The server computer 172 provides a certificate provider, for example in the form of a database 176, in which the current certificates for various motor vehicles are stored. In this context, the respective motor vehicle identifier is used as access key for the certificates stored in database 176. In addition, the server computer 172 can also supply an updated root certificate 178.

When the motor vehicle 100 is operated, memory area 108 is accessed by executing the program module 130 in order to read therefrom the data by means of which displays 136 and 138 are driven via the data transmission channels 140 and 142, respectively, for reproducing the motor vehicle license number.

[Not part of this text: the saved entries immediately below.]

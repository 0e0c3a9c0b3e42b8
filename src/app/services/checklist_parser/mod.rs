//! Checklist page parsing
//!
//! This module turns the raw text of one eBird checklist page into a
//! [`ChecklistRecord`](crate::app::models::ChecklistRecord).
//!
//! # Architecture
//!
//! - [`extractor`] - The ordered field-by-field scan over one page
//! - [`field_parsers`] - Token conversion (dates, effort units, counts, entities)
//! - [`merge`] - Max-merge of a shared checklist's species sub-lists
//!
//! # Example Usage
//!
//! ```rust,no_run
//! use ebird_compiler::app::services::checklist_parser::ChecklistExtractor;
//! use ebird_compiler::app::services::taxonomy::TaxonomyOrder;
//!
//! # fn example(taxonomy: TaxonomyOrder, html: &str) -> ebird_compiler::Result<()> {
//! let extractor = ChecklistExtractor::new(&taxonomy);
//! let record = extractor.extract("S76543210", html)?;
//! println!("{} species at {}", record.species.len(), record.location);
//! # Ok(())
//! # }
//! ```

pub mod extractor;
pub mod field_parsers;
pub mod merge;

#[cfg(test)]
pub mod tests;

pub use extractor::ChecklistExtractor;
pub use merge::merge_sublists;
//! Shared components for CLI commands
//!
//! Logging setup, layered configuration loading, batch input reading and
//! taxonomy loading used by more than one command.

use crate::app::services::retrieval::{HtmlRetriever, PageSource};
use crate::app::services::taxonomy::TaxonomyOrder;
use crate::config::{Config, default_config_path};
use crate::{Error, Result};
use anyhow::Context;
use std::path::{Path, PathBuf};
use std::sync::Arc;
use std::time::Duration;
use tokio::io::AsyncReadExt;
use tracing::{debug, info};

/// Set up structured logging on stderr
///
/// `RUST_LOG` takes precedence over the level derived from the verbosity
/// flags.
pub fn setup_logging(log_level: &str, quiet: bool) -> Result<()> {
    use tracing_subscriber::{EnvFilter, fmt, layer::SubscriberExt, util::SubscriberInitExt};

    let filter = EnvFilter::try_from_default_env()
        .unwrap_or_else(|_| EnvFilter::new(format!("ebird_compiler={}", log_level)));

    let result = if quiet {
        tracing_subscriber::registry()
            .with(filter)
            .with(
                fmt::layer()
                    .with_target(false)
                    .with_level(true)
                    .with_writer(std::io::stderr)
                    .compact(),
            )
            .try_init()
    } else {
        tracing_subscriber::registry()
            .with(filter)
            .with(
                fmt::layer()
                    .with_target(false)
                    .with_level(true)
                    .with_timer(fmt::time::uptime())
                    .with_writer(std::io::stderr),
            )
            .try_init()
    };

    result.map_err(|e| Error::configuration(format!("Failed to initialize logging: {}", e)))?;

    debug!("Logging initialized at level: {}", log_level);
    Ok(())
}

/// Load configuration using the layered approach (file -> env -> args)
pub fn load_configuration(
    config_file: Option<&Path>,
    taxonomy_override: Option<&Path>,
) -> Result<Config> {
    match config_file {
        Some(path) => info!("Using config file: {}", path.display()),
        None => match default_config_path().filter(|p| p.exists()) {
            Some(path) => info!("Using config file: {}", path.display()),
            None => info!("No config file found, using defaults and environment variables"),
        },
    }

    let mut config = Config::load_layered(config_file, |key| std::env::var(key).ok())?;

    if let Some(path) = taxonomy_override {
        config = config.with_taxonomy_path(path);
    }

    config.validate()?;
    Ok(config)
}

/// Read the raw batch text: an input file if given, otherwise standard input
pub async fn read_batch_text(input_file: Option<&PathBuf>) -> anyhow::Result<String> {
    match input_file {
        Some(path) => tokio::fs::read_to_string(path)
            .await
            .with_context(|| format!("Failed to read checklist list {}", path.display())),
        None => {
            info!("Reading checklist URLs from standard input");
            let mut text = String::new();
            tokio::io::stdin()
                .read_to_string(&mut text)
                .await
                .context("Failed to read checklist URLs from standard input")?;
            Ok(text)
        }
    }
}

/// Load the taxonomy table on the blocking pool, downloading it if missing
pub async fn load_taxonomy(config: &Config) -> anyhow::Result<TaxonomyOrder> {
    let path = config.taxonomy_path.clone();
    let download_url = config.taxonomy_url.clone();
    let source: Arc<dyn PageSource> =
        Arc::new(HtmlRetriever::from_config(config, Duration::ZERO));

    let taxonomy = tokio::task::spawn_blocking(move || {
        TaxonomyOrder::load_or_download(&path, source.as_ref(), download_url.as_deref())
    })
    .await
    .context("Taxonomy loading task failed")??;

    match taxonomy.source_path() {
        Some(loaded_from) => info!(
            "Loaded {} taxa from {}",
            taxonomy.taxon_count(),
            loaded_from.display()
        ),
        None => info!("Loaded {} taxa", taxonomy.taxon_count()),
    }
    Ok(taxonomy)
}
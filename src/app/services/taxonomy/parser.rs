//! Taxonomy table row parsing
//!
//! Converts CSV records from the taxonomy reference table into
//! [`TaxonomyEntry`] values and validates the header row.

use crate::app::models::{TaxonomyCategory, TaxonomyEntry};
use crate::constants::{TAXONOMY_COLUMNS, TAXONOMY_REQUIRED_FIELDS};
use crate::{Error, Result};
use csv::StringRecord;

/// Byte-order mark some exports put in front of the first header column
const UTF8_BOM: char = '\u{feff}';

/// Check that a header record names exactly the expected columns, in order
pub fn header_matches(header: &StringRecord) -> bool {
    header.len() == TAXONOMY_COLUMNS.len()
        && header
            .iter()
            .zip(TAXONOMY_COLUMNS)
            .enumerate()
            .all(|(position, (actual, expected))| {
                let actual = if position == 0 {
                    actual.trim_start_matches(UTF8_BOM)
                } else {
                    actual
                };
                actual.trim() == *expected
            })
}

/// Parse one taxonomy row
///
/// The sequence key, category and common name are required. Trailing
/// columns may be blank or missing entirely.
///
/// # Arguments
///
/// * `record` - CSV fields for the row
/// * `line` - Line number, used in error messages
pub fn parse_taxonomy_record(record: &StringRecord, line: u64) -> Result<TaxonomyEntry> {
    if record.len() < TAXONOMY_REQUIRED_FIELDS {
        return Err(Error::taxonomy(format!(
            "Line {}: expected at least {} fields, found {}",
            line,
            TAXONOMY_REQUIRED_FIELDS,
            record.len()
        )));
    }

    if record.len() > TAXONOMY_COLUMNS.len() {
        return Err(Error::taxonomy(format!(
            "Line {}: expected at most {} fields, found {}",
            line,
            TAXONOMY_COLUMNS.len(),
            record.len()
        )));
    }

    let field = |index: usize| record.get(index).unwrap_or_default().trim().to_string();

    let sequence_key = field(0).parse::<u32>().map_err(|e| {
        Error::taxonomy(format!(
            "Line {}: invalid TAXON_ORDER '{}': {}",
            line,
            field(0),
            e
        ))
    })?;

    let category = field(1)
        .parse::<TaxonomyCategory>()
        .map_err(|e| match e {
            Error::Taxonomy { message } => Error::taxonomy(format!("Line {}: {}", line, message)),
            other => other,
        })?;

    let common_name = field(3);
    if common_name.is_empty() {
        return Err(Error::taxonomy(format!(
            "Line {}: empty PRIMARY_COM_NAME",
            line
        )));
    }

    Ok(TaxonomyEntry {
        sequence_key,
        category,
        species_code: field(2),
        common_name,
        scientific_name: field(4),
        order: field(5),
        family: field(6),
        species_group: field(7),
        report_as: field(8),
    })
}
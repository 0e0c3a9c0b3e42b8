//! Command implementations for the eBird compiler CLI
//!
//! Each subcommand lives in its own module:
//! - `compile`: retrieve a batch of checklists and print the summary
//! - `inspect`: extract one saved checklist page and print the record
//! - `shared`: logging, configuration and taxonomy loading used by both

pub mod compile;
pub mod inspect;
pub mod shared;

use crate::cli::args::{Args, Commands};

/// Set up logging, then dispatch to the subcommand handler
pub async fn run(args: Args) -> anyhow::Result<()> {
    let Some(command) = args.command else {
        anyhow::bail!("no command given; run with --help for usage");
    };

    shared::setup_logging(command.get_log_level(), command.is_quiet())?;

    match command {
        Commands::Compile(compile_args) => compile::run_compile(compile_args).await,
        Commands::Inspect(inspect_args) => inspect::run_inspect(inspect_args).await,
    }
}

To update the motor vehicle license number, the following procedure is adopted:

• 1. Firstly, the user, i.e. the owner of motor vehicle 100, for example, calls up an online service of a server computer, for example of a motor vehicle registration authority. This can be done via a personal computer of the owner via the internet. The personal computer has a reader for communication with the ID token 134. Via the personal computer and its reader, a secure connection to the server of the motor vehicle registration center is established via which the data with the current motor vehicle license number and possibly the signature for said data are written into the memory area 146 of the ID token 134.
• 2. When the user with the ID token 134 is located within the range of reception of the interface 116, the program module 128 is started in order to update the motor vehicle license number. This can be done manually in that the user operates an operating element of the motor vehicle 100 which, for example, can be arranged on the instrument panel of the motor vehicle 100. However, program module 128 can also be executed continuously. By executing program module 128, signals are sent out cyclically within certain time intervals by the interface 116 in order to check whether the ID token 134 is located within the range of reception of the interface 116.
  • The motor vehicle license number is then updated in such a manner that a connection is established between interfaces 116 and 160. For example, program module 128 accesses the certificate stored in memory area 110 in order to send it from interface 116 to the ID token 134. Program module 156 of the ID token 134 then generates a so-called challenge, i.e., for example, a pseudo-random number. This pseudo-random number is encrypted with the public key, contained in the certificate, of the motor vehicle 100.
  • The resultant enciphered text is transmitted by the ID token 134 via the connection to the interface 116 of the motor vehicle electronics device 102. Program module 122 decrypts the enciphered text with the aid of the private key, stored in memory area 114, of the motor vehicle 100 and thus obtains the pseudo-random number. This pseudo-random number is sent back by the program module 122 to the ID token 134 via the interface 116.
  • By executing program module 156, a check is made there whether the pseudo-random number received by the motor vehicle electronics device 102 corresponds to the originally generated pseudo-random number, i.e. the challenge. If this is so, the motor vehicle electronics device 102 is considered to be authenticated with respect to the ID token 134. The pseudo-random number can be used as symmetric key for the end-to-end encryption which is carried out by program modules 124 and 158, respectively.
  • Analogously, the ID token 134 can be optionally authenticated with respect to the motor vehicle electronics device 102.
  • The unilateral or mutual authentication can also include the motor vehicle identifier, which is stored in memory areas 106 and 146, respectively. For example, ID token 134 transmits the motor vehicle identifier signed by the ID token 134 to the motor vehicle electronics device 102. The motor vehicle electronics device 102 then checks the signature and compares the motor vehicle identifier received from the ID token 134 with the motor vehicle identifier stored in memory area 106. If the signature is valid and the motor vehicle identifiers match, ID token 134 is considered to be authentic.
• 3. Once the unilateral or mutual authentication of the motor vehicle electronics device 102 and of the ID token 134 has taken place, the motor vehicle electronics device 102 receives a read authorization for accessing the memory area 148 of the ID token 134. Program module 128 then transmits a corresponding read command from the interface 116 to the ID token 134. The ID token 134 thereupon reads the data, possibly including the signature, out of memory area 148 and transmits it via the connection with end-to-end encryption to the interface 116. Program module 128 then starts program module 126 in order to check the signature of the data with the aid of the root certificate 112. If the signature is valid, the data are stored in memory area 108 during which process the data previously stored there can be overwritten. Program module 130 then drives the displays 136 and 138 with these updated data so that the updated official license number is reproduced on displays 136 and 138.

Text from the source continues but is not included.